Esta publicação é da responsabilidade exclusiva do seu autor!
À memória de Maximiana e Eduardo Carneiro,
Pais e avós de gente boa.
Curvas ásperas, pneus chiantes, abrasador sol a subir a serra. Logo após mais uma dobra, a escaldante rampa em cimento contígua ao restaurante. Estacionei mesmo defronte da porta, a menos de um metro desta.
De Faro à serra, a viagem decorrera silenciosa. O ainda verde arvoredo do Barrocal dera lugar ao torneado ralo e amarelecido das silvas e arbustos das colinas. No zénite do dia e do Verão, a Ria Formosa, em horizonte de frescura, ia-se alargando e escapando.
No pátio exterior, mesas dispersas acomodavam solitários leitores de imprensa desportiva e alguns murmurantes casais, em pachorrenta digestão. Alguns, visivelmente, de origem forasteira, degustavam sem fervor whiskies e águas minerais.
Estacionei o mais possível em cima da porta principal.
- Não se respeita quem está aqui! Não vê que o seu carro incomoda quem está nestas mesas em sossego, havendo outros lugares ali a dez metros? – disse a inglesa mais velha, de uns setenta e tal, furibunda, em crescente tom ameaçador.
Preocupado com a minha tarefa e, por inútil, reservo-me. Abro a porta do outro lado do condutor e ajudo o meu Pai, a quem uma trombose primeira, lhe retirou capacidades motoras, a segunda, mais tarde, não perdoaria. Entro com ele no restaurante, apoiado no meu ombro, ofegante e dorido, e sento-o na mesa previamente reservada pela patroa da casa.
Rapidamente, volto lá fora.

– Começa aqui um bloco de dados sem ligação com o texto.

// Copyright (c) 2024-present, fjall-rs
// This source code is licensed under both the Apache 2.0 and MIT License
// (found in the LICENSE-* files in the repository)

//! The common table abstraction
//!
//! A dtable is an ordered mapping from typed keys to optional blob values,
//! where an *absent* value (a tombstone) is a real entry that shadows older
//! values in layered stacks. Leaf tables own data; wrapper tables own a base
//! table and add behavior (filtering, caching, merging). Wrappers and leaves
//! share one iterator-and-lookup contract, so they compose freely.

pub mod array;
pub mod factory;
pub mod mem;

use crate::{
    dtype::{BlobComparator, KeyType},
    Blob, Dtype, IStr,
};
use std::{cmp::Ordering, sync::Arc};

/// Result of a point query against a table
#[derive(Clone, Debug, PartialEq, Eq)]
pub enum Lookup {
    /// No entry under this key
    Absent,

    /// An entry exists but marks a deletion
    Tombstone,

    /// An entry exists with a value
    Value(Blob),
}

impl Lookup {
    /// Whether an entry (value or tombstone) exists.
    #[must_use]
    pub fn found(&self) -> bool {
        !matches!(self, Self::Absent)
    }

    /// Whether the entry carries a value.
    #[must_use]
    pub fn exists(&self) -> bool {
        matches!(self, Self::Value(_))
    }

    #[must_use]
    pub fn into_value(self) -> Option<Blob> {
        match self {
            Self::Value(blob) => Some(blob),
            _ => None,
        }
    }

    #[must_use]
    pub fn presence(&self) -> Presence {
        match self {
            Self::Absent => Presence::Absent,
            Self::Tombstone => Presence::Tombstone,
            Self::Value(_) => Presence::Present,
        }
    }
}

impl From<Option<Blob>> for Lookup {
    /// An *entry's* value: `None` is a tombstone, not a missing entry.
    fn from(value: Option<Blob>) -> Self {
        match value {
            Some(blob) => Self::Value(blob),
            None => Self::Tombstone,
        }
    }
}

/// Value-free flavor of [`Lookup`]
#[derive(Copy, Clone, Debug, PartialEq, Eq)]
pub enum Presence {
    Absent,
    Tombstone,
    Present,
}

impl Presence {
    #[must_use]
    pub fn found(&self) -> bool {
        !matches!(self, Self::Absent)
    }

    #[must_use]
    pub fn exists(&self) -> bool {
        matches!(self, Self::Present)
    }
}

/// Value size and existence, without the payload
#[derive(Copy, Clone, Debug, PartialEq, Eq)]
pub struct ValueMeta {
    pub len: usize,
    pub exists: bool,
}

impl From<&Option<Blob>> for ValueMeta {
    fn from(value: &Option<Blob>) -> Self {
        Self {
            len: value.as_ref().map_or(0, |b| b.len()),
            exists: value.is_some(),
        }
    }
}

/// Handle for an abortable transaction on a table that supports them
#[derive(Copy, Clone, Debug, Eq, PartialEq)]
pub struct TxId(pub u64);

/// Shadow set consulted when building read-only tables
///
/// Tombstones from the source are preserved only for keys the shadow
/// contains; other tombstones have nothing left to shadow and are dropped.
pub trait Shadow {
    fn contains(&self, key: &Dtype) -> bool;
}

/// Uses any table's key set as a shadow.
pub struct TableShadow<'a>(pub &'a dyn DTable);

impl Shadow for TableShadow<'_> {
    fn contains(&self, key: &Dtype) -> bool {
        match self.0.present(key) {
            Ok(presence) => presence.found(),
            Err(e) => {
                log::warn!("shadow probe failed, treating key as uncovered: {e}");
                false
            }
        }
    }
}

/// An ordered key → optional-blob table
pub trait DTable {
    /// Opens a cursor positioned at the first entry.
    fn iter(&self) -> Box<dyn Cursor + '_>;

    fn key_type(&self) -> KeyType;

    /// Number of entries, tombstones included.
    fn len(&self) -> usize;

    fn is_empty(&self) -> bool {
        self.len() == 0
    }

    /// Point query; a found entry may be a tombstone.
    fn lookup(&self, key: &Dtype) -> crate::Result<Lookup>;

    /// Like [`DTable::lookup`], without materializing the value.
    fn present(&self, key: &Dtype) -> crate::Result<Presence> {
        Ok(self.lookup(key)?.presence())
    }

    fn writable(&self) -> bool {
        false
    }

    /// Stores an entry; `value: None` writes a tombstone. `append` hints that
    /// the key sorts after every existing key.
    fn insert(&mut self, _key: Dtype, _value: Option<Blob>, _append: bool) -> crate::Result<()> {
        Err(crate::Error::ReadOnlyTable)
    }

    /// Deletes the entry outright. To *shadow* older layers, insert a
    /// tombstone instead.
    fn remove(&mut self, _key: &Dtype) -> crate::Result<()> {
        Err(crate::Error::ReadOnlyTable)
    }

    /// Housekeeping pass; a no-op for most tables.
    fn maintain(&mut self, _force: bool) -> crate::Result<()> {
        Ok(())
    }

    /// Whether entries can be fetched by position.
    fn supports_indexed_access(&self) -> bool {
        false
    }

    /// Fetches the value of the entry at position `index`.
    fn index(&self, _index: usize) -> crate::Result<Option<Blob>> {
        Err(crate::Error::NoIndexedAccess)
    }

    /// Whether the entry at position `index` carries a value.
    fn contains_index(&self, _index: usize) -> crate::Result<bool> {
        Err(crate::Error::NoIndexedAccess)
    }

    /// Installs a comparator for blob-typed keys.
    fn set_blob_cmp(&mut self, cmp: Arc<dyn BlobComparator>) -> crate::Result<()>;

    fn blob_cmp(&self) -> Option<Arc<dyn BlobComparator>>;

    /// Name of the installed comparator, for persistence.
    fn cmp_name(&self) -> IStr {
        self.blob_cmp()
            .map_or_else(IStr::null, |cmp| IStr::new(cmp.name()))
    }

    // Abortable transactions are delegated down wrapper chains; only tables
    // with journal-backed state implement them.

    fn create_tx(&mut self) -> crate::Result<TxId> {
        Err(crate::Error::NoAbortableTx)
    }

    fn check_tx(&self, _tx: TxId) -> crate::Result<()> {
        Err(crate::Error::NoAbortableTx)
    }

    fn commit_tx(&mut self, _tx: TxId) -> crate::Result<()> {
        Err(crate::Error::NoAbortableTx)
    }

    fn abort_tx(&mut self, _tx: TxId) -> crate::Result<()> {
        Err(crate::Error::NoAbortableTx)
    }
}

/// A bidirectional, seekable cursor over a table's live entries
///
/// Cursors borrow their table and observe a fixed snapshot (the borrow
/// prevents mutation while the cursor lives). Position conventions:
///
/// - a fresh cursor sits at the first entry (invalid if the table is empty);
/// - `next` past the last entry parks the cursor invalid at the end, from
///   where `prev` steps back onto the last entry;
/// - `prev` at the first entry returns `false` and stays put.
pub trait Cursor {
    fn valid(&self) -> bool;

    fn next(&mut self) -> crate::Result<bool>;

    fn prev(&mut self) -> crate::Result<bool>;

    /// Repositions at the first entry.
    fn first(&mut self) -> crate::Result<bool>;

    /// Repositions at the last entry.
    fn last(&mut self) -> crate::Result<bool>;

    /// Current key.
    ///
    /// # Panics
    ///
    /// May panic if the cursor is not valid.
    fn key(&self) -> Dtype;

    /// Current value; `None` is a tombstone.
    fn value(&self) -> crate::Result<Option<Blob>>;

    /// Current value size and existence.
    fn meta(&self) -> crate::Result<ValueMeta> {
        Ok(ValueMeta::from(&self.value()?))
    }

    /// Positions at the first entry with key `>= key`; returns whether an
    /// exact match was found.
    fn seek(&mut self, key: &Dtype) -> crate::Result<bool>;

    /// Like [`Cursor::seek`], but against a comparison function: `test(k)`
    /// reports how `k` orders relative to the target.
    fn seek_by(&mut self, test: &dyn Fn(&Dtype) -> Ordering) -> crate::Result<bool>;

    fn key_type(&self) -> KeyType;

    /// The leaf table this cursor's current entry originates from.
    fn source(&self) -> &dyn DTable;

    /// Compaction hook: asks the source to stand in a replacement for a value
    /// the consumer cannot store. `None` means the rejection is not handled.
    fn reject(&mut self) -> Option<Option<Blob>> {
        None
    }
}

Na mesa, a escassos centímetros do para-choques do meu jeep, a inglesa tinha-se acalmado e calado.
Lesto, abro a porta de trás e, à força de braços, como se fora um bebé, soergo a minha Mãe e transporto-a a custo para dentro, sentando-a na mesa, defronte de meu Pai. Pálida, febril, resistia com garra à doença que se adivinhava prestes fatal.
De pé, respiro fundo, numa mão, a chaves do carro, na outra, o lenço com que secava o suor da testa e pescoço.
Pela porta, decidida e de mãos na cara, a loira inglesa contestante, em restaurante silencioso, expectante e tenso, chega-se a mim, abraça-me com força, emocionada, tremente, lavada em lágrimas fartas, e titubeia:
- Perdão! Perdão! Perdão!
De novo por inútil, reservo-me.
Meus Pais ficaram mais bonitos naquele momento.
Algarve, 9 de Agosto de 2015
Ligure
Nota:
Em vários encontros de Estio, no Algarve, onde ele vive, o meu amigo Joaquim Carneiro repetia-me esta história passada com ele.
Falecidos os Pais, com o inexorável tempo a correr, observei-lhe que o fundo instrutivo da cena merecia letra de forma.
Ofereci-me (impus-me!) e ofereci-a, tal e qual, à família à qual me unem estreitos e antigos laços de amizade.
Saiu assim, longe da cativante e emotiva versão oral do meu querido amigo.